(SUPPLIED RECORDS begins)

// Interface resolution and the packet capture loop

use crate::classifier;
use crate::counters::ByteCounters;
use anyhow::{Context, Result, anyhow};
use pnet::datalink::{self, Channel, Config, NetworkInterface};
use pnet::util::MacAddr;
use std::net::{IpAddr, Ipv4Addr};
use std::sync::Arc;
use std::sync::atomic::{AtomicBool, Ordering};
use std::thread;
use std::time::Duration;

/// How long a single capture read may block before the loop rechecks the
/// stop flag.
const READ_TIMEOUT: Duration = Duration::from_millis(200);

/// The monitored interface's addresses, resolved once at startup and fixed
/// for the process lifetime. The MAC is what the classifier compares frame
/// destinations against.
#[derive(Debug, Clone, Copy)]
pub struct LocalIdentity {
    pub ipv4: Ipv4Addr,
    pub mac: MacAddr,
}

/// Look up an interface by name. Unknown names are fatal at startup.
pub fn find_interface(name: &str) -> Result<NetworkInterface> {
    datalink::interfaces()
        .into_iter()
        .find(|iface| iface.name == name)
        .ok_or_else(|| anyhow!("network interface not found: {}", name))
}

/// Resolve the interface's IPv4 and hardware addresses. Either one missing
/// is fatal: without a MAC there is no direction classification.
pub fn resolve_identity(interface: &NetworkInterface) -> Result<LocalIdentity> {
    let ipv4 = interface
        .ips
        .iter()
        .find_map(|ip| match ip.ip() {
            IpAddr::V4(v4) => Some(v4),
            IpAddr::V6(_) => None,
        })
        .ok_or_else(|| anyhow!("interface {} has no IPv4 address", interface.name))?;

    let mac = interface
        .mac
        .ok_or_else(|| anyhow!("interface {} has no MAC address", interface.name))?;

    Ok(LocalIdentity { ipv4, mac })
}

/// Owns the capture thread for one interface.
pub struct NetworkMonitor {
    stop: Arc<AtomicBool>,
    handle: Option<thread::JoinHandle<()>>,
}

impl NetworkMonitor {
    /// Open the capture channel and start the capture thread. Channel open
    /// failure is a fatal startup error; there is no retry.
    pub fn start(
        interface: NetworkInterface,
        identity: LocalIdentity,
        counters: Arc<ByteCounters>,
        stop: Arc<AtomicBool>,
    ) -> Result<Self> {
        let config = Config {
            read_timeout: Some(READ_TIMEOUT),
            ..Default::default()
        };

        let (_tx, mut rx) = match datalink::channel(&interface, config)
            .with_context(|| format!("failed to open capture channel on {}", interface.name))?
        {
            Channel::Ethernet(tx, rx) => (tx, rx),
            _ => return Err(anyhow!("unsupported channel type on {}", interface.name)),
        };

        let iface_name = interface.name.clone();
        let thread_stop = Arc::clone(&stop);

        let handle = thread::spawn(move || {
            log::info!("packet capture started on {}", iface_name);

            while !thread_stop.load(Ordering::Relaxed) {
                match rx.next() {
                    Ok(frame) => classifier::record_frame(frame, identity.mac, &counters),
                    Err(e) if e.kind() == std::io::ErrorKind::TimedOut => continue,
                    Err(e) => {
                        log::error!("packet receive error on {}: {}", iface_name, e);
                        thread::sleep(Duration::from_millis(100));
                    }
                }
            }

            // Dropping rx here releases the capture handle.
            log::info!("packet capture stopped on {}", iface_name);
        });

        Ok(Self {
            stop,
            handle: Some(handle),
        })
    }

    /// Signal the capture loop to stop and wait for it to exit.
    pub fn shutdown(mut self) {
        self.stop.store(true, Ordering::Relaxed);
        if let Some(handle) = self.handle.take() {
            let _ = handle.join();
        }
    }
}
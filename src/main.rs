mod aggregator;
mod backends;
mod classifier;
mod config;
mod counters;
mod monitor;
mod socket;

use anyhow::{Result, bail};
use clap::Parser;
use std::sync::Arc;
use std::sync::atomic::{AtomicBool, Ordering};
use std::time::Duration;
use tokio::signal;
use tokio::time::interval;

use crate::aggregator::RateAggregator;
use crate::config::Config;
use crate::counters::ByteCounters;
use crate::monitor::NetworkMonitor;

/// Wirewatch - live bandwidth monitoring with connection attribution
#[derive(Parser, Debug)]
#[command(name = "wirewatch")]
#[command(version = "0.1.0")]
#[command(about = "Live interface bandwidth plus best-effort connection-to-process snapshots", long_about = None)]
struct Args {
    /// Network interface device name
    #[arg(short, long, value_name = "DEVICE")]
    interface: Option<String>,

    /// Aggregation interval in milliseconds
    #[arg(long, value_name = "MILLIS")]
    interval: Option<u64>,

    /// Print a snapshot of established TCP connections and exit
    #[arg(long)]
    connections: bool,

    /// Save the chosen interface and interval as defaults
    #[arg(long)]
    save_config: bool,
}

/// One-shot snapshot mode: enumerate established connections and their
/// owning processes, independent of the capture loop.
fn print_connections() -> Result<()> {
    let enumerator = backends::create_enumerator()?;
    log::info!("enumerating connections via {} backend", enumerator.name());

    let connections = enumerator.list_connections()?;
    if connections.is_empty() {
        println!("No established connections.");
        return Ok(());
    }

    for connection in connections {
        println!("{}", connection);
    }

    Ok(())
}

#[tokio::main]
async fn main() -> Result<()> {
    let args = Args::parse();

    if std::env::var("RUST_LOG").is_ok() {
        pretty_env_logger::formatted_builder()
            .parse_default_env()
            .init();
    }

    if args.connections {
        return print_connections();
    }

    let config = Config::load().unwrap_or_else(|e| {
        log::warn!("ignoring unreadable config: {}", e);
        Config::default()
    });

    let Some(device) = args.interface.or(config.interface) else {
        bail!("no interface given; pass --interface or save one with --save-config");
    };
    let interval_ms = args.interval.or(config.interval_ms).unwrap_or(500);
    if interval_ms == 0 {
        bail!("interval must be at least 1 millisecond");
    }

    if args.save_config {
        Config {
            interface: Some(device.clone()),
            interval_ms: Some(interval_ms),
        }
        .save()?;
    }

    // Resolve the local identity once; it is fixed for the process lifetime.
    let interface = monitor::find_interface(&device)?;
    let identity = monitor::resolve_identity(&interface)?;

    println!("Chosen device's IPv4:\t{}", identity.ipv4);
    println!("Chosen device's MAC:\t{}", identity.mac);

    let counters = Arc::new(ByteCounters::new());
    let stop = Arc::new(AtomicBool::new(false));
    let tick = Duration::from_millis(interval_ms);

    let capture = NetworkMonitor::start(
        interface,
        identity,
        Arc::clone(&counters),
        Arc::clone(&stop),
    )?;

    let aggregator = RateAggregator::new(Arc::clone(&counters), tick);
    let mut ticker = interval(tick);
    ticker.tick().await; // the first tick completes immediately

    loop {
        tokio::select! {
            _ = ticker.tick() => {
                if stop.load(Ordering::Relaxed) {
                    break;
                }
                println!("{}", aggregator.tick());
            }
            _ = signal::ctrl_c() => {
                log::info!("received quit signal, shutting down");
                stop.store(true, Ordering::Relaxed);
                break;
            }
        }
    }

    capture.shutdown();
    Ok(())
}
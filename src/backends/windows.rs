// Native-table enumerator for Windows
//
// Queries the system TCP connection table through GetTcpTable2, resolved by
// name from iphlpapi.dll at startup rather than linked at build time. The
// query is two-phase: probe with a null buffer to learn the required size
// (ERROR_INSUFFICIENT_BUFFER is the expected result there), then fetch into
// an exact-size buffer with the sort flag set. Decoding the buffer lives in
// `tcp_table`, which is pure and tested with synthetic data.

use super::ConnectionEnumerator;
use super::tcp_table::{self, STATE_ESTABLISHED};
use crate::socket::{Connection, ConnectionState, Process, Transport};
use anyhow::{Context, Result, anyhow, bail};
use core::ffi::c_void;
use std::collections::HashMap;
use windows::Win32::System::LibraryLoader::{GetProcAddress, LoadLibraryA};
use windows::core::s;

const NO_ERROR: u32 = 0;
const ERROR_INSUFFICIENT_BUFFER: u32 = 122;

/// GetTcpTable2 signature: table buffer, in/out size, sort flag.
type GetTcpTable2Fn = unsafe extern "system" fn(*mut c_void, *mut u32, u32) -> u32;

/// Enumerator backed by the IP Helper TCP table.
pub struct IpHelperEnumerator {
    get_tcp_table2: GetTcpTable2Fn,
}

impl IpHelperEnumerator {
    /// Resolve GetTcpTable2 from iphlpapi.dll. Resolution happens once; a
    /// missing library or export is a fatal startup error.
    pub fn new() -> Result<Self> {
        unsafe {
            let module =
                LoadLibraryA(s!("Iphlpapi.dll")).context("failed to load Iphlpapi.dll")?;
            let proc = GetProcAddress(module, s!("GetTcpTable2"))
                .ok_or_else(|| anyhow!("GetTcpTable2 not found in Iphlpapi.dll"))?;

            Ok(Self {
                get_tcp_table2: std::mem::transmute::<_, GetTcpTable2Fn>(proc),
            })
        }
    }

    /// Two-phase table query: size probe, then sorted fetch.
    fn query_table(&self) -> Result<Vec<u8>> {
        let mut size: u32 = 0;

        let ret = unsafe { (self.get_tcp_table2)(std::ptr::null_mut(), &mut size, 0) };
        if ret != NO_ERROR && ret != ERROR_INSUFFICIENT_BUFFER {
            bail!("GetTcpTable2 size probe failed with error code {}", ret);
        }

        let mut buf = vec![0u8; size as usize];
        // Sort flag requests ordering by local address, local port, remote
        // address, remote port.
        let ret = unsafe { (self.get_tcp_table2)(buf.as_mut_ptr() as *mut c_void, &mut size, 1) };
        if ret != NO_ERROR {
            bail!("GetTcpTable2 failed with error code {}", ret);
        }

        Ok(buf)
    }
}

impl ConnectionEnumerator for IpHelperEnumerator {
    fn name(&self) -> &'static str {
        "iphelper"
    }

    fn list_connections(&self) -> Result<Vec<Connection>> {
        let buf = self.query_table()?;
        let rows = tcp_table::parse_tcp_table(&buf)?;

        let names = process_names();

        Ok(rows
            .into_iter()
            .filter(|row| row.state == STATE_ESTABLISHED)
            .map(|row| Connection {
                transport: Transport::Tcp,
                local: row.local,
                remote: row.remote,
                state: ConnectionState(row.state),
                process: Some(Process {
                    pid: row.pid,
                    name: names.get(&row.pid).cloned().unwrap_or_default(),
                }),
            })
            .collect())
    }
}

/// Snapshot pid -> display name for every running process. Best effort:
/// rows whose pid has vanished by now keep an empty name.
fn process_names() -> HashMap<u32, String> {
    use sysinfo::System;

    let sys = System::new_all();
    sys.processes()
        .iter()
        .map(|(pid, process)| {
            (
                pid.as_u32(),
                process.name().to_str().unwrap_or_default().to_string(),
            )
        })
        .collect()
}
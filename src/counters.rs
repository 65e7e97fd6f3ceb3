// Shared byte counters, written by the capture thread and drained by the
// aggregator task

use std::sync::atomic::{AtomicU64, Ordering};

/// Per-window downstream/upstream byte totals.
///
/// Both sides touch this concurrently: the classifier adds from the capture
/// thread while the aggregator drains from the timer task. Each counter is
/// drained with a single atomic swap, so a frame recorded during a window
/// rollover lands in exactly one window.
#[derive(Debug, Default)]
pub struct ByteCounters {
    downstream: AtomicU64,
    upstream: AtomicU64,
}

impl ByteCounters {
    pub fn new() -> Self {
        Self::default()
    }

    pub fn add_downstream(&self, bytes: u64) {
        self.downstream.fetch_add(bytes, Ordering::Relaxed);
    }

    pub fn add_upstream(&self, bytes: u64) {
        self.upstream.fetch_add(bytes, Ordering::Relaxed);
    }

    /// Read and zero both counters in one atomic handoff per counter.
    /// Returns `(downstream, upstream)` totals for the window just ended.
    pub fn take(&self) -> (u64, u64) {
        (
            self.downstream.swap(0, Ordering::Relaxed),
            self.upstream.swap(0, Ordering::Relaxed),
        )
    }
}
//! The per-frame processing seam.

use ndarray::ArrayD;

use crate::types::SliceTuple;

/// Where a processing call sits in the stage.
#[derive(Debug, Clone, Copy)]
pub struct FrameContext<'a> {
    pub stage: &'a str,
    pub transfer_idx: usize,
    pub process_idx: usize,
    /// Global slices of the frames in this call, from the first input.
    pub frames: &'a [SliceTuple],
}

/// Result of one processing call.
#[derive(Debug, Clone)]
pub enum FrameOutput {
    Single(ArrayD<f32>),
    Many(Vec<ArrayD<f32>>),
}

impl FrameOutput {
    pub fn into_vec(self) -> Vec<ArrayD<f32>> {
        match self {
            Self::Single(block) => vec![block],
            Self::Many(blocks) => blocks,
        }
    }
}

impl From<ArrayD<f32>> for FrameOutput {
    fn from(block: ArrayD<f32>) -> Self {
        Self::Single(block)
    }
}

impl From<Vec<ArrayD<f32>>> for FrameOutput {
    fn from(blocks: Vec<ArrayD<f32>>) -> Self {
        Self::Many(blocks)
    }
}

/// Function applied to each process sub-batch of a stage.
///
/// Receives one squeezed block per input and returns one block per output.
/// Errors abort the stage.
pub trait FrameProcessor: Send + Sync {
    fn name(&self) -> &str;

    fn process_frames(
        &self,
        ctx: &FrameContext<'_>,
        inputs: Vec<ArrayD<f32>>,
    ) -> anyhow::Result<FrameOutput>;
}

/// Adapts a closure into a [`FrameProcessor`].
pub struct FnProcessor<F> {
    name: String,
    f: F,
}

impl<F> FnProcessor<F>
where
    F: Fn(&FrameContext<'_>, Vec<ArrayD<f32>>) -> anyhow::Result<FrameOutput> + Send + Sync,
{
    pub fn new(name: impl Into<String>, f: F) -> Self {
        Self {
            name: name.into(),
            f,
        }
    }
}

impl<F> FrameProcessor for FnProcessor<F>
where
    F: Fn(&FrameContext<'_>, Vec<ArrayD<f32>>) -> anyhow::Result<FrameOutput> + Send + Sync,
{
    fn name(&self) -> &str {
        &self.name
    }

    fn process_frames(
        &self,
        ctx: &FrameContext<'_>,
        inputs: Vec<ArrayD<f32>>,
    ) -> anyhow::Result<FrameOutput> {
        (self.f)(ctx, inputs)
    }
}
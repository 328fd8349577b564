//! Configuration for the slicing and transfer engine.

use std::path::PathBuf;
use std::time::Duration;

use serde::{Deserialize, Serialize};

/// Configuration shared by every rank of a run.
#[derive(Debug, Clone, Serialize, Deserialize)]
#[serde(default)]
pub struct EngineConfig {
    /// Target size of one storage chunk in bytes.
    pub byte_budget: usize,

    /// Default frames per transfer batch.
    pub max_transfer_frames: usize,

    /// Default frames per processing call.
    pub max_process_frames: usize,

    /// Chunk edge used when the next reader is a volume pattern.
    /// `None` plans volume outputs like any other pattern.
    pub volume_chunk_edge: Option<usize>,

    /// Halve a chunk dimension when the dataset has fewer chunks than ranks.
    pub lustre_workaround: bool,

    /// Seconds a rank waits at a barrier before giving up.
    pub barrier_timeout_secs: u64,

    /// Storage backend for stage outputs.
    pub backend: BackendKind,

    /// Root directory for on-disk stores and checkpoint files.
    pub out_path: PathBuf,

    /// Interval after which the run checkpoints and stops.
    pub checkpoint_interval_secs: Option<u64>,
}

impl Default for EngineConfig {
    fn default() -> Self {
        Self {
            byte_budget: 1_000_000,
            max_transfer_frames: 1,
            max_process_frames: 1,
            volume_chunk_edge: Some(62),
            lustre_workaround: false,
            barrier_timeout_secs: 300,
            backend: BackendKind::Zarr,
            out_path: PathBuf::from("./slab-out"),
            checkpoint_interval_secs: None,
        }
    }
}

impl EngineConfig {
    /// Load configuration from environment variables.
    pub fn from_env() -> Self {
        Self::default().with_env_overrides()
    }

    /// Apply `SLAB_*` environment variables on top of `self`.
    pub fn with_env_overrides(mut self) -> Self {
        if let Ok(val) = std::env::var("SLAB_BYTE_BUDGET") {
            if let Ok(size) = val.parse() {
                self.byte_budget = size;
            }
        }

        if let Ok(val) = std::env::var("SLAB_MAX_TRANSFER_FRAMES") {
            if let Ok(frames) = val.parse() {
                self.max_transfer_frames = frames;
            }
        }

        if let Ok(val) = std::env::var("SLAB_MAX_PROCESS_FRAMES") {
            if let Ok(frames) = val.parse() {
                self.max_process_frames = frames;
            }
        }

        if let Ok(val) = std::env::var("SLAB_VOLUME_CHUNK_EDGE") {
            if val.eq_ignore_ascii_case("none") {
                self.volume_chunk_edge = None;
            } else if let Ok(edge) = val.parse() {
                self.volume_chunk_edge = Some(edge);
            }
        }

        if let Ok(val) = std::env::var("SLAB_LUSTRE_WORKAROUND") {
            self.lustre_workaround = val.to_lowercase() == "true" || val == "1";
        }

        if let Ok(val) = std::env::var("SLAB_BARRIER_TIMEOUT_SECS") {
            if let Ok(secs) = val.parse() {
                self.barrier_timeout_secs = secs;
            }
        }

        if let Ok(val) = std::env::var("SLAB_BACKEND") {
            self.backend = BackendKind::from_str(&val);
        }

        if let Ok(val) = std::env::var("SLAB_OUT_PATH") {
            self.out_path = PathBuf::from(val);
        }

        if let Ok(val) = std::env::var("SLAB_CHECKPOINT_INTERVAL_SECS") {
            if let Ok(secs) = val.parse() {
                self.checkpoint_interval_secs = Some(secs);
            }
        }

        self
    }

    /// Validate the configuration.
    pub fn validate(&self) -> Result<(), String> {
        if self.byte_budget == 0 {
            return Err("byte_budget must be > 0".to_string());
        }

        if self.max_transfer_frames == 0 {
            return Err("max_transfer_frames must be > 0".to_string());
        }

        if self.max_process_frames == 0 {
            return Err("max_process_frames must be > 0".to_string());
        }

        if self.volume_chunk_edge == Some(0) {
            return Err("volume_chunk_edge must be > 0".to_string());
        }

        if self.barrier_timeout_secs == 0 {
            return Err("barrier_timeout_secs must be > 0".to_string());
        }

        Ok(())
    }

    pub fn barrier_timeout(&self) -> Duration {
        Duration::from_secs(self.barrier_timeout_secs)
    }

    pub fn checkpoint_interval(&self) -> Option<Duration> {
        self.checkpoint_interval_secs.map(Duration::from_secs)
    }
}

/// Storage backend selection.
#[derive(Debug, Clone, Copy, PartialEq, Eq, Default, Serialize, Deserialize)]
#[serde(rename_all = "snake_case")]
pub enum BackendKind {
    /// Chunked on-disk arrays.
    #[default]
    Zarr,
    /// Process-local arrays shared between in-process ranks.
    InMemory,
    /// Backend supplied by the caller.
    External,
}

impl BackendKind {
    /// Parse from string (case-insensitive), falling back to Zarr.
    pub fn from_str(s: &str) -> Self {
        match s.to_lowercase().as_str() {
            "in_memory" | "inmemory" | "memory" => Self::InMemory,
            "external" => Self::External,
            _ => Self::Zarr,
        }
    }

    /// Get the backend name as a string.
    pub fn as_str(&self) -> &'static str {
        match self {
            Self::Zarr => "zarr",
            Self::InMemory => "in_memory",
            Self::External => "external",
        }
    }
}

impl std::fmt::Display for BackendKind {
    fn fmt(&self, f: &mut std::fmt::Formatter<'_>) -> std::fmt::Result {
        write!(f, "{}", self.as_str())
    }
}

(SUPPLIED RECORDS ends)

## EXERCISE DESCRIPTION
Whenever the string "command" occurs in a line of the entries above, copy that line.

## TASK ANSWER
#[command(name = "wirewatch")]
#[command(version = "0.1.0")]
#[command(about = "Live interface bandwidth plus best-effort connection-to-process snapshots", long_about = None)]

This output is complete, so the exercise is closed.